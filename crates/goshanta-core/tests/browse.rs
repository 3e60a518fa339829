mod common;

use common::{fixture, BrokenDistricts, Unreachable};
use goshanta_core::prelude::*;

#[test]
fn walks_country_to_spot() {
    let db = fixture();

    let countries: Vec<_> = list_countries(&db)
        .unwrap()
        .into_iter()
        .map(|c| c.name)
        .collect();
    assert_eq!(countries, ["Bangladesh", "Nepal"]);

    let divisions = divisions_of(&db, "Bangladesh").unwrap().unwrap();
    assert_eq!(divisions, ["Dhaka", "Chittagong", "Sylhet"]);

    let districts: Vec<_> = districts_of(&db, "Dhaka")
        .unwrap()
        .into_iter()
        .map(|d| d.name)
        .collect();
    assert_eq!(districts, ["Dhaka", "Gazipur"]);

    let spots = spots_in(&db, "Gazipur").unwrap();
    assert_eq!(spots.len(), 1);
    assert_eq!(spots[0].name(), "Quiet Garden");
}

#[test]
fn unknown_country_is_none() {
    assert_eq!(divisions_of(&fixture(), "Atlantis").unwrap(), None);
}

#[test]
fn browse_propagates_backend_errors() {
    let store = BrokenDistricts {
        db: fixture(),
        districts: Unreachable,
    };
    assert!(list_countries(&store).is_ok());
    let err = districts_of(&store, "Sylhet").unwrap_err();
    assert!(err.is_data_access());
}
// crates/goshanta-core/src/browse.rs

//! Hierarchy browsing: country → divisions → districts → spots.
//!
//! Plain lookups by exact name through the same [`Collection`] seam the
//! search uses, so they work against any [`TravelStore`].

use crate::error::Result;
use crate::model::{field, Country, District, Spot};
use crate::query::Predicate;
use crate::traits::{Collection, TravelStore};

/// Every country, in store order.
pub fn list_countries<S: TravelStore + ?Sized>(store: &S) -> Result<Vec<Country>> {
    store.countries().find(&Predicate::All)
}

/// Division names of the country called `country`.
///
/// `Ok(None)` means no such country, or a country stored without a
/// division list (missing or `null`). An explicit empty list gives
/// `Ok(Some(vec![]))`.
pub fn divisions_of<S: TravelStore + ?Sized>(
    store: &S,
    country: &str,
) -> Result<Option<Vec<String>>> {
    let found = store
        .countries()
        .find_one(&Predicate::equals(field::NAME, country))?;
    Ok(found.and_then(|c| c.divisions))
}

/// Districts whose owning division is named `division`.
pub fn districts_of<S: TravelStore + ?Sized>(store: &S, division: &str) -> Result<Vec<District>> {
    store
        .districts()
        .find(&Predicate::equals(field::DIVISION, division))
}

/// Spots located in the district named `district`.
pub fn spots_in<S: TravelStore + ?Sized>(store: &S, district: &str) -> Result<Vec<Spot>> {
    store
        .spots()
        .find(&Predicate::equals(field::DISTRICT, district))
}

#[cfg(test)]
mod tests {
    use super::*;
    use crate::db::TravelDb;

    fn db() -> TravelDb {
        TravelDb::load_json_str(
            r#"{
                "spots": [
                    { "name": "Ratargul Swamp Forest", "district": "Sylhet" },
                    { "name": "Lalbagh Fort", "district": "Dhaka" }
                ],
                "countries": [
                    { "name": "Bangladesh", "divisions": ["Dhaka", "Sylhet"] },
                    { "name": "Atlantis", "divisions": [] },
                    { "name": "Lemuria" },
                    { "name": "Mu", "divisions": null }
                ],
                "districts": [
                    { "name": "Sylhet", "division": "Sylhet" },
                    { "name": "Dhaka", "division": "Dhaka" }
                ]
            }"#,
        )
        .unwrap()
    }

    #[test]
    fn divisions_distinguish_unknown_from_empty() {
        let db = db();
        assert_eq!(
            divisions_of(&db, "Bangladesh").unwrap(),
            Some(vec!["Dhaka".to_string(), "Sylhet".to_string()])
        );
        assert_eq!(divisions_of(&db, "Atlantis").unwrap(), Some(vec![]));
        assert_eq!(divisions_of(&db, "Lemuria").unwrap(), None);
        assert_eq!(divisions_of(&db, "Mu").unwrap(), None);
        assert_eq!(divisions_of(&db, "bangladesh").unwrap(), None);
    }

    #[test]
    fn lookups_are_exact() {
        let db = db();
        assert_eq!(list_countries(&db).unwrap().len(), 4);
        assert_eq!(districts_of(&db, "Sylhet").unwrap().len(), 1);
        let spots = spots_in(&db, "Dhaka").unwrap();
        assert_eq!(spots.len(), 1);
        assert_eq!(spots[0].name(), "Lalbagh Fort");
        assert!(spots_in(&db, "Dhak").unwrap().is_empty());
    }
}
____________
* [AIM OF THE TASK]
Should a line in the material contain "found", copy it.

* [SOLUTION TO THIS EXERCISE]
    let found = store
    Ok(found.and_then(|c| c.divisions))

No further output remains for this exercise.